Stored data entries:
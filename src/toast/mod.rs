//! Toast presentation queue.
//!
//! Non-visual policy of the toast component: which toasts are visible,
//! how gestures and auto-close timers dismiss them. Rendering and
//! animation belong to the UI layer.

mod intent;
mod model;
mod reactor;
mod reducer;
mod state;

pub use intent::ToastAction;
pub use model::{Dismissable, SwipeDirection, Toast, ToastEdge, ToastId};
pub use reactor::ToastReactor;
pub use reducer::{ToastMutation, ToastReducer};
pub use state::{ActiveToast, ToastState};
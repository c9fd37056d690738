//! Base trait for actions (user/system intents) fed into a container.

/// Marker trait for action objects.
///
/// Actions represent:
/// - User gestures (taps, text edits, swipes)
/// - Lifecycle events (view loaded, screen appeared)
/// - External signals merged in by a transform
///
/// Actions are turned into mutations by [`Reactor::mutate`](super::Reactor::mutate).
pub trait Intent: Clone + Send + 'static {}
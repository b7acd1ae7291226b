//! Embedding facade.
//!
//! A [`Runtime`] owns the native registry and execution limits, constructs a
//! fresh VM per call, and invokes the entry function.  This is the only
//! surface the surrounding collaborators (CLI, editors) use.

use tracing::debug;

use crate::bundle;
use crate::compiler;
use crate::error::Error;
use crate::interpreter::Vm;
use crate::limits::ExecutionLimits;
use crate::natives::NativeRegistry;
use crate::value::Value;

/// Entry function assumed when the embedder does not name one.
pub const DEFAULT_ENTRY: &str = "main";

#[derive(Debug)]
pub struct Runtime {
    natives: NativeRegistry,
    limits: ExecutionLimits,
}

impl Runtime {
    pub fn new(natives: NativeRegistry) -> Self {
        Self::with_limits(natives, ExecutionLimits::default())
    }

    pub fn with_limits(natives: NativeRegistry, limits: ExecutionLimits) -> Self {
        Self { natives, limits }
    }

    /// Access the registry for late registration.  Mutating it while a call
    /// is in flight is prevented by the borrow.
    pub fn natives_mut(&mut self) -> &mut NativeRegistry {
        &mut self.natives
    }

    /// Compile `source` and execute `entry` with no arguments.
    pub fn run_source(&self, source: &str, entry: &str) -> Result<Value, Error> {
        let program = compiler::compile(source)?;
        debug!(functions = program.functions.len(), entry, "running compiled source");
        let vm = Vm::with_limits(&program, &self.natives, self.limits);
        Ok(vm.call(entry, Vec::new())?)
    }

    /// Decode a bundle (verifying when `key` is supplied) and execute
    /// `entry` with no arguments.
    pub fn run_bundle(&self, bytes: &[u8], key: Option<&[u8]>, entry: &str) -> Result<Value, Error> {
        let program = bundle::read_bundle(bytes, key)?;
        debug!(functions = program.functions.len(), entry, "running bundle");
        let vm = Vm::with_limits(&program, &self.natives, self.limits);
        Ok(vm.call(entry, Vec::new())?)
    }

    /// Convenience for REPL-style input: wrap the lines in a synthetic
    /// `main` and run it.
    pub fn run_lines<I, S>(&self, lines: I) -> Result<Value, Error>
    where
        I: IntoIterator<Item = S>,
        S: AsRef<str>,
    {
        let mut source = String::from("func main() {\n");
        for line in lines {
            source.push_str("    ");
            source.push_str(line.as_ref());
            source.push('\n');
        }
        source.push('}');
        self.run_source(&source, DEFAULT_ENTRY)
    }
}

▸ WHAT NEEDS TO BE DONE:
From the line containing "pub fn run_lines<I, S>(&self, lines: I)" through the last line of the records above, reproduce every line exactly.

▸ RESPONSE:
    pub fn run_lines<I, S>(&self, lines: I) -> Result<Value, Error>
    where
        I: IntoIterator<Item = S>,
        S: AsRef<str>,
    {
        let mut source = String::from("func main() {\n");
        for line in lines {
            source.push_str("    ");
            source.push_str(line.as_ref());
            source.push('\n');
        }
        source.push('}');
        self.run_source(&source, DEFAULT_ENTRY)
    }
}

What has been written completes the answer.